- ABOUT THIS TASK -
For the word "hard", find each line in the entries where it occurs and copy that line.

- DATA FOR THE TASK -
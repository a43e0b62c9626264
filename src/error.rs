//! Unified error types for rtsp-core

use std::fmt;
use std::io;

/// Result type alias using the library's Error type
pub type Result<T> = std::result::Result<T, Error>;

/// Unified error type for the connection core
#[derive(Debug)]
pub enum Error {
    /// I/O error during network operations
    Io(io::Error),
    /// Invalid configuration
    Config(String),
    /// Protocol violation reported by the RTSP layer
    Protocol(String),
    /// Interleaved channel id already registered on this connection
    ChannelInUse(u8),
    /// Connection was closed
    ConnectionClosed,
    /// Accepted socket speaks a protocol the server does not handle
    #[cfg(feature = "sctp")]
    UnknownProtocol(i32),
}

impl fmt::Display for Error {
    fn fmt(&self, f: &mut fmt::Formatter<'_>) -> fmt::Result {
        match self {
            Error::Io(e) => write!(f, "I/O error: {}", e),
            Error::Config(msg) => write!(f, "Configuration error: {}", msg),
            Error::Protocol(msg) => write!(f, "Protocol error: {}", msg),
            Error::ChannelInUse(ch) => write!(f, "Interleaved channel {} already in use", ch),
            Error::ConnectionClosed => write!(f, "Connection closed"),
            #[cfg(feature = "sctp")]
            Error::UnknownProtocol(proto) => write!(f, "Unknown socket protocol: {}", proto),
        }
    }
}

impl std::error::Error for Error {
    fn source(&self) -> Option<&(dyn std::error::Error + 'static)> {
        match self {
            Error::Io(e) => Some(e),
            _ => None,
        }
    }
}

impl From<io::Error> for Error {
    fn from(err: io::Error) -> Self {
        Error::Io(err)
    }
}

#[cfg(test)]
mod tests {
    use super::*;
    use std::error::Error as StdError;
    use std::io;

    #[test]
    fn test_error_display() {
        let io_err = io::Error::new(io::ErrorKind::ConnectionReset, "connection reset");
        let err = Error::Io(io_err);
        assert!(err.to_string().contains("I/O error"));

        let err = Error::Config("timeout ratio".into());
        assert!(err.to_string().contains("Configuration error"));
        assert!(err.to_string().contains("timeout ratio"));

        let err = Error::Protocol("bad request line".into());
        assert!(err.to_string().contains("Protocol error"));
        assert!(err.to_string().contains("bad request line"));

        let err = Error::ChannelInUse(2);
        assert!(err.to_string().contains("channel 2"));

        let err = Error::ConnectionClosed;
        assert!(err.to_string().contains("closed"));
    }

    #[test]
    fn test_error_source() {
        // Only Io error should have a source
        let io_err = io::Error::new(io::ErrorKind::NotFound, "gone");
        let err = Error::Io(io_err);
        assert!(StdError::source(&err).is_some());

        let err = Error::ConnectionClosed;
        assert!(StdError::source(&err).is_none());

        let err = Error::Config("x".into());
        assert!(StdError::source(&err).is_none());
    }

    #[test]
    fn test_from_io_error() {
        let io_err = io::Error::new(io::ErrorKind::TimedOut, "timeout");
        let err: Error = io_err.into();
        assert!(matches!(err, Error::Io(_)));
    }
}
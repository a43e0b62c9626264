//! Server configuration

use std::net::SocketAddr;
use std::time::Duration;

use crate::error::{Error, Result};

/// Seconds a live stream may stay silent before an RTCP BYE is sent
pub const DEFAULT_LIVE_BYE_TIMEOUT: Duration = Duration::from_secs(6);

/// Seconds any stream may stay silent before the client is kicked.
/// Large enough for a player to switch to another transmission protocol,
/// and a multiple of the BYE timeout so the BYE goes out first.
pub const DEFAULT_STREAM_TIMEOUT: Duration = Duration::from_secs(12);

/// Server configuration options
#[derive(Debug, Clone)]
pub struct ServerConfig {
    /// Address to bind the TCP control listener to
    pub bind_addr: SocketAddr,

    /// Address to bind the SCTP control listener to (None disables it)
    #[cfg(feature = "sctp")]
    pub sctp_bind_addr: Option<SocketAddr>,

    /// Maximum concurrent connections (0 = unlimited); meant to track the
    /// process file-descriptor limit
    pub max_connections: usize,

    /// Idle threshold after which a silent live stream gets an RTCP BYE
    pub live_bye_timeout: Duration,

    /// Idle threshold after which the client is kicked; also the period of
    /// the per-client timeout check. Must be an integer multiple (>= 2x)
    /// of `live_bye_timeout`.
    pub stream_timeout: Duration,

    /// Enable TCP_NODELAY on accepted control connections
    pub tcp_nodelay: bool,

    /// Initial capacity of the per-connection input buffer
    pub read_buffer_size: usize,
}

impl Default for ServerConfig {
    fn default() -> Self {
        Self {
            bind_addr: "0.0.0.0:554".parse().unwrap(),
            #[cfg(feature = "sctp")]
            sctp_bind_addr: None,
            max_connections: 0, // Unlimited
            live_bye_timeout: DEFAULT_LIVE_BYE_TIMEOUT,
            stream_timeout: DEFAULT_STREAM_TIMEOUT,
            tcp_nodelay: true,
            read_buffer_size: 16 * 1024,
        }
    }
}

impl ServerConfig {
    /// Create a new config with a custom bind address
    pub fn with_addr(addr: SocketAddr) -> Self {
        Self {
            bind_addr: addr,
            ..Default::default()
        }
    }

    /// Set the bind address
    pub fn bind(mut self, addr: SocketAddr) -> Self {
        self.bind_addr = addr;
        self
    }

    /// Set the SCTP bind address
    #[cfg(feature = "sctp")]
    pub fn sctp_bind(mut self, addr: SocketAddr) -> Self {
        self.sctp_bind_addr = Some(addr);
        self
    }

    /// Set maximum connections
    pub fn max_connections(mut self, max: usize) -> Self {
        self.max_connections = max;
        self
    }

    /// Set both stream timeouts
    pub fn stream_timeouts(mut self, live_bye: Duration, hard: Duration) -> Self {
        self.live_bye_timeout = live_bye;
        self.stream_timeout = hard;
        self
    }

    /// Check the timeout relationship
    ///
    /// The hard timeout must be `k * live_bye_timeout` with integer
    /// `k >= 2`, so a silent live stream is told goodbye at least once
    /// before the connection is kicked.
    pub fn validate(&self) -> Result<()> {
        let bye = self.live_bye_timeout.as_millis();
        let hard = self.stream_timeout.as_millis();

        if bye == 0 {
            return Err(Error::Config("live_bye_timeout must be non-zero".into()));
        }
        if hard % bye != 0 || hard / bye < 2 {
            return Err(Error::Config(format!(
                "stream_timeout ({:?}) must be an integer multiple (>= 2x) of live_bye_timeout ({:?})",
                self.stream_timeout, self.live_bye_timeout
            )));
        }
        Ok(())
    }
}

- WRITTEN SOLUTION -
    pub fn stream_timeouts(mut self, live_bye: Duration, hard: Duration) -> Self {
        self.stream_timeout = hard;
    /// The hard timeout must be `k * live_bye_timeout` with integer
        let hard = self.stream_timeout.as_millis();
        if hard % bye != 0 || hard / bye < 2 {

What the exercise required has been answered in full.